Saturday, April 17, 2010

Some Thoreau thoughts

Last night I went to see a play, "The Night Thoreau Spent in Jail." My wife designed the costumes for the play -- yes, both she and I work in "creative" fields. Woe to our bank account! -- and I wanted to get a look at them before the play closed. They looked great, of course. They always do.

The play, though, got me thinking about what we all do for a living. Why did you get into writing? Did you want to make a difference? Did you want to make people think? Did you want to entertain people, make them smile or cry or shout?

I know that's what motivated me to write. But I've lost sight of this as I scramble to make enough money to pay the bills in this dismal national economy.

"The Night Thoreau Spent in Jail" details the long evening when Henry David Thoreau, the famed writer, poet and, of course, tax resister, spent in jail for not paying his taxes. What struck me was Thoreau's conviction to make a difference, to have an impact on his world.

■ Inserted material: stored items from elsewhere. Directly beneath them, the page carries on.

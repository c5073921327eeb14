//! Hub event types
//!
//! Events describe device lifecycle transitions as the coordinator performs
//! them. They are informational; consumers still get their own callbacks.

use serde::{Deserialize, Serialize};

use crate::control::ControlType;
use crate::device::DeviceId;
use crate::permission::PermissionResult;

/// Hub event
///
/// Serialized as:
///
/// ```json
/// {
///   "event": "stream.started",
///   "data": { "device": 3, "encoding": "H264", "width": 3840, "height": 2160 }
/// }
/// ```
#[derive(Clone, Debug, PartialEq, Serialize, Deserialize)]
#[serde(tag = "event", content = "data")]
pub enum HubEvent {
    // ============================================================================
    // Device Events
    // ============================================================================
    /// A device was attached and accepted
    #[serde(rename = "device.attached")]
    DeviceAttached {
        device: DeviceId,
        vendor_id: u16,
        product_id: u16,
        name: String,
    },

    /// A device was attached but filtered out or declined by every consumer
    #[serde(rename = "device.rejected")]
    DeviceRejected { device: DeviceId, reason: String },

    /// A known device was detached and forgotten
    #[serde(rename = "device.detached")]
    DeviceDetached { device: DeviceId },

    /// A per-device operation failed; the device stays registered
    #[serde(rename = "device.error")]
    DeviceError {
        device: DeviceId,
        /// Stable error code, see `UvcError::code`
        code: String,
        message: String,
    },

    // ============================================================================
    // Permission Events
    // ============================================================================
    #[serde(rename = "permission.resolved")]
    PermissionResolved {
        device: DeviceId,
        result: PermissionResult,
    },

    // ============================================================================
    // Stream Events
    // ============================================================================
    #[serde(rename = "stream.started")]
    StreamStarted {
        device: DeviceId,
        encoding: String,
        width: u32,
        height: u32,
    },

    #[serde(rename = "stream.stopped")]
    StreamStopped { device: DeviceId },

    /// No format could be negotiated or the stream failed to start
    #[serde(rename = "stream.unavailable")]
    StreamUnavailable { device: DeviceId, reason: String },

    // ============================================================================
    // Audio Events
    // ============================================================================
    #[serde(rename = "audio.started")]
    AudioStarted {
        device: DeviceId,
        channels: u16,
        sample_rate: u32,
    },

    #[serde(rename = "audio.stopped")]
    AudioStopped { device: DeviceId },

    // ============================================================================
    // Control Events
    // ============================================================================
    /// A control was written; `value` is what the device confirmed
    #[serde(rename = "control.changed")]
    ControlChanged {
        device: DeviceId,
        control: ControlType,
        value: i32,
    },
}

impl HubEvent {
    /// Event name as it appears in the `event` field
    pub fn event_name(&self) -> &'static str {
        match self {
            Self::DeviceAttached { .. } => "device.attached",
            Self::DeviceRejected { .. } => "device.rejected",
            Self::DeviceDetached { .. } => "device.detached",
            Self::DeviceError { .. } => "device.error",
            Self::PermissionResolved { .. } => "permission.resolved",
            Self::StreamStarted { .. } => "stream.started",
            Self::StreamStopped { .. } => "stream.stopped",
            Self::StreamUnavailable { .. } => "stream.unavailable",
            Self::AudioStarted { .. } => "audio.started",
            Self::AudioStopped { .. } => "audio.stopped",
            Self::ControlChanged { .. } => "control.changed",
        }
    }

    /// Device the event concerns
    pub fn device(&self) -> DeviceId {
        match self {
            Self::DeviceAttached { device, .. }
            | Self::DeviceRejected { device, .. }
            | Self::DeviceDetached { device }
            | Self::DeviceError { device, .. }
            | Self::PermissionResolved { device, .. }
            | Self::StreamStarted { device, .. }
            | Self::StreamStopped { device }
            | Self::StreamUnavailable { device, .. }
            | Self::AudioStarted { device, .. }
            | Self::AudioStopped { device }
            | Self::ControlChanged { device, .. } => *device,
        }
    }

    /// Whether the event name matches a topic pattern
    ///
    /// `*` matches everything, `stream.*` matches a namespace, anything else
    /// must match exactly.
    pub fn matches_topic(&self, topic: &str) -> bool {
        if topic == "*" {
            return true;
        }

        let event_name = self.event_name();
        match topic.strip_suffix(".*") {
            Some(prefix) => event_name
                .split_once('.')
                .map_or(false, |(namespace, _)| namespace == prefix),
            None => event_name == topic,
        }
    }
}
//! Audio capture session and pull reader

use parking_lot::Mutex;
use std::sync::Arc;
use tokio_util::sync::CancellationToken;
use tracing::{debug, info, warn};

use crate::device::{Device, DeviceId};
use crate::engine::{AudioFormat, CaptureEngine};
use crate::error::Result;

/// Pull-based reader over a device's audio frames
///
/// Cheap to clone; clones share the carry-over buffer. Reads return an
/// empty buffer once the session stopped.
#[derive(Clone)]
pub struct AudioReader {
    device: DeviceId,
    format: AudioFormat,
    engine: Arc<dyn CaptureEngine>,
    carry: Arc<Mutex<Vec<i16>>>,
    cancel: CancellationToken,
}

impl AudioReader {
    pub fn device(&self) -> DeviceId {
        self.device
    }

    pub fn format(&self) -> AudioFormat {
        self.format
    }

    pub fn is_closed(&self) -> bool {
        self.cancel.is_cancelled()
    }

    /// Read up to `requested` interleaved samples
    ///
    /// Pulls engine frames until the request is filled or nothing is
    /// buffered. Returns fewer samples on under-fill, never padding. Samples
    /// left over from the last pulled frame are returned by the next read.
    pub fn read(&self, requested: usize) -> Result<Vec<i16>> {
        if self.is_closed() || requested == 0 {
            return Ok(Vec::new());
        }

        let mut carry = self.carry.lock();
        let mut out = Vec::with_capacity(requested);
        let from_carry = carry.len().min(requested);
        out.extend(carry.drain(..from_carry));

        while out.len() < requested {
            let frame = match self.engine.pull_audio_frame(self.device)? {
                Some(frame) if !frame.is_empty() => frame,
                _ => break,
            };
            let needed = requested - out.len();
            if frame.len() <= needed {
                out.extend_from_slice(&frame);
            } else {
                out.extend_from_slice(&frame[..needed]);
                carry.extend_from_slice(&frame[needed..]);
            }
        }

        Ok(out)
    }
}

impl std::fmt::Debug for AudioReader {
    fn fmt(&self, f: &mut std::fmt::Formatter<'_>) -> std::fmt::Result {
        f.debug_struct("AudioReader")
            .field("device", &self.device)
            .field("format", &self.format)
            .field("closed", &self.is_closed())
            .finish()
    }
}

/// A started audio capture, independent of the video session
pub struct AudioSession {
    device: Arc<Device>,
    reader: AudioReader,
    active: bool,
    engine_stopped: bool,
}

impl AudioSession {
    /// Start audio capture on an open device
    pub fn start(engine: Arc<dyn CaptureEngine>, device: Arc<Device>) -> Result<Self> {
        let format = engine.start_audio(device.id)?;
        info!(
            "Audio capture on {}: {} ch, {} Hz, {} bit",
            device, format.channels, format.sample_rate, format.bits_per_sample
        );

        let reader = AudioReader {
            device: device.id,
            format,
            engine,
            carry: Arc::new(Mutex::new(Vec::new())),
            cancel: CancellationToken::new(),
        };
        Ok(Self {
            device,
            reader,
            active: true,
            engine_stopped: false,
        })
    }

    pub fn device(&self) -> &Arc<Device> {
        &self.device
    }

    pub fn format(&self) -> AudioFormat {
        self.reader.format
    }

    pub fn reader(&self) -> AudioReader {
        self.reader.clone()
    }

    pub fn is_active(&self) -> bool {
        self.active
    }

    /// Close the readers. `true` only for the call that deactivated it.
    pub fn deactivate(&mut self) -> bool {
        if !self.active {
            return false;
        }
        self.active = false;
        self.reader.cancel.cancel();
        self.reader.carry.lock().clear();
        true
    }

    /// Stop engine audio capture. Safe to call repeatedly.
    pub fn shutdown(&mut self, engine: &dyn CaptureEngine) {
        self.deactivate();
        if self.engine_stopped {
            return;
        }
        self.engine_stopped = true;
        if let Err(e) = engine.stop_audio(self.device.id) {
            warn!("Failed to stop audio of device {}: {}", self.device.id, e);
        }
        debug!("Audio of device {} stopped", self.device.id);
    }
}

impl Drop for AudioSession {
    fn drop(&mut self) {
        self.reader.cancel.cancel();
    }
}

#[cfg(test)]
mod tests {
    use super::*;
    use crate::capability::Encoding;
    use crate::device::DeviceDescriptor;
    use crate::engine::sim::{EngineCall, SimulatedEngine};

    fn setup(budget: Option<usize>) -> (Arc<SimulatedEngine>, AudioSession) {
        let engine = Arc::new(SimulatedEngine::new());
        if let Some(frames) = budget {
            engine.limit_audio(1, frames);
        }
        let device = Arc::new(Device::from(DeviceDescriptor {
            id: 1,
            audio_interface: true,
            ..Default::default()
        }));
        engine.open(&device, Encoding::Mjpeg).unwrap();
        let session = AudioSession::start(engine.clone(), device).unwrap();
        (engine, session)
    }

    #[test]
    fn test_surplus_carried_to_next_read() {
        let (engine, session) = setup(None);
        let frame = engine.audio_format().frame_samples;
        let reader = session.reader();

        let first = reader.read(100).unwrap();
        assert_eq!(first.len(), 100);
        assert_eq!(first[0], 0);

        let second = reader.read(100).unwrap();
        assert_eq!(second.len(), 100);
        // Continues exactly where the first read stopped
        assert_eq!(second[0], 100);
        assert_eq!(second[frame - 100], (frame % 256) as i16);
    }

    #[test]
    fn test_underfill_truncates() {
        let (engine, session) = setup(Some(1));
        let frame = engine.audio_format().frame_samples;

        let samples = session.reader().read(frame * 3).unwrap();
        assert_eq!(samples.len(), frame);
        assert!(session.reader().read(10).unwrap().is_empty());
    }

    #[test]
    fn test_zero_length_frame_ends_read() {
        let (engine, session) = setup(None);
        let reader = session.reader();
        assert_eq!(reader.read(10).unwrap().len(), 10);

        engine.empty_audio(1);
        // Only the carried surplus of the first frame is left
        let frame = engine.audio_format().frame_samples;
        assert_eq!(reader.read(frame * 2).unwrap().len(), frame - 10);
        assert!(reader.read(10).unwrap().is_empty());
    }

    #[test]
    fn test_reads_empty_after_stop() {
        let (engine, mut session) = setup(None);
        let reader = session.reader();
        assert!(!reader.read(10).unwrap().is_empty());

        assert!(session.deactivate());
        assert!(!session.deactivate());
        assert!(reader.is_closed());
        assert!(reader.read(10).unwrap().is_empty());

        session.shutdown(engine.as_ref());
        session.shutdown(engine.as_ref());
        let stops = engine
            .calls_for(1)
            .into_iter()
            .filter(|c| *c == EngineCall::StopAudio(1))
            .count();
        assert_eq!(stops, 1);
    }
}
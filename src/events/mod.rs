//! Event bus for device lifecycle notifications
//!
//! Observers (loggers, UIs) subscribe here independently of the consumers
//! registered with the coordinator.

pub mod types;

pub use types::HubEvent;

use tokio::sync::broadcast;

/// Event channel capacity (ring buffer size)
const EVENT_CHANNEL_CAPACITY: usize = 256;

/// Broadcasts [`HubEvent`]s to every subscriber
///
/// ```no_run
/// use uvc_hub::events::{EventBus, HubEvent};
///
/// let bus = EventBus::new();
/// let mut rx = bus.subscribe();
/// bus.publish(HubEvent::DeviceDetached { device: 1 });
/// tokio::spawn(async move {
///     while let Ok(event) = rx.recv().await {
///         println!("{}", event.event_name());
///     }
/// });
/// ```
pub struct EventBus {
    tx: broadcast::Sender<HubEvent>,
}

impl EventBus {
    pub fn new() -> Self {
        let (tx, _rx) = broadcast::channel(EVENT_CHANNEL_CAPACITY);
        Self { tx }
    }

    /// Publish to all subscribers; dropped when nobody listens
    pub fn publish(&self, event: HubEvent) {
        let _ = self.tx.send(event);
    }

    /// Receive all future events
    ///
    /// A subscriber that falls more than the channel capacity behind gets
    /// `Lagged` and misses events.
    pub fn subscribe(&self) -> broadcast::Receiver<HubEvent> {
        self.tx.subscribe()
    }

    pub fn subscriber_count(&self) -> usize {
        self.tx.receiver_count()
    }
}

impl Default for EventBus {
    fn default() -> Self {
        Self::new()
    }
}

#[cfg(test)]
mod tests {
    use super::*;

    #[tokio::test]
    async fn test_publish_subscribe() {
        let bus = EventBus::new();
        let mut rx = bus.subscribe();

        bus.publish(HubEvent::DeviceDetached { device: 1 });

        let event = rx.recv().await.unwrap();
        assert_eq!(event, HubEvent::DeviceDetached { device: 1 });
    }

    #[tokio::test]
    async fn test_multiple_subscribers() {
        let bus = EventBus::new();
        let mut rx1 = bus.subscribe();
        let mut rx2 = bus.subscribe();
        assert_eq!(bus.subscriber_count(), 2);

        bus.publish(HubEvent::StreamStopped { device: 3 });

        assert_eq!(rx1.recv().await.unwrap().device(), 3);
        assert_eq!(rx2.recv().await.unwrap().device(), 3);
    }

    #[test]
    fn test_publish_without_subscribers() {
        let bus = EventBus::new();
        bus.publish(HubEvent::DeviceDetached { device: 1 });
        assert_eq!(bus.subscriber_count(), 0);
    }
}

It's what inspired him to leave behind his idyllic life at Walden Pond and re-enter the human race.

Now, I'm certainly no Henry David Thoreau, and my house is no Walden Pond. But as I've concentrated on pounding out the content stories, and the regular paychecks they produce, I've left behind much of the writing that inspired me, and, I hope, the people who read them. So, I'm making this resolution: I will continue to churn out meaningless content stories to keep my bank account full enough. But I won't forget to write the stories, too, that represent real journalism, the stories that require me to actually talk to people who have something important to say.

Earlier this month, I wrote a story about grooms who are doing just as much to plan their weddings as are their future brides. This isn't earth-shattering stuff. But it means something. Someone might read that story, maybe a groom who isn't pulling his weight on the wedding planning, and make a change. Maybe that lazy groom will order the wedding invitations so that his stressed bride-to-be doesn't have to. Whatever, a story can make a difference, even a small one.

A content story? Not really. Remember that: Content is for money, purely. Real stories, they're for money, too, of course, but they're for something else, too.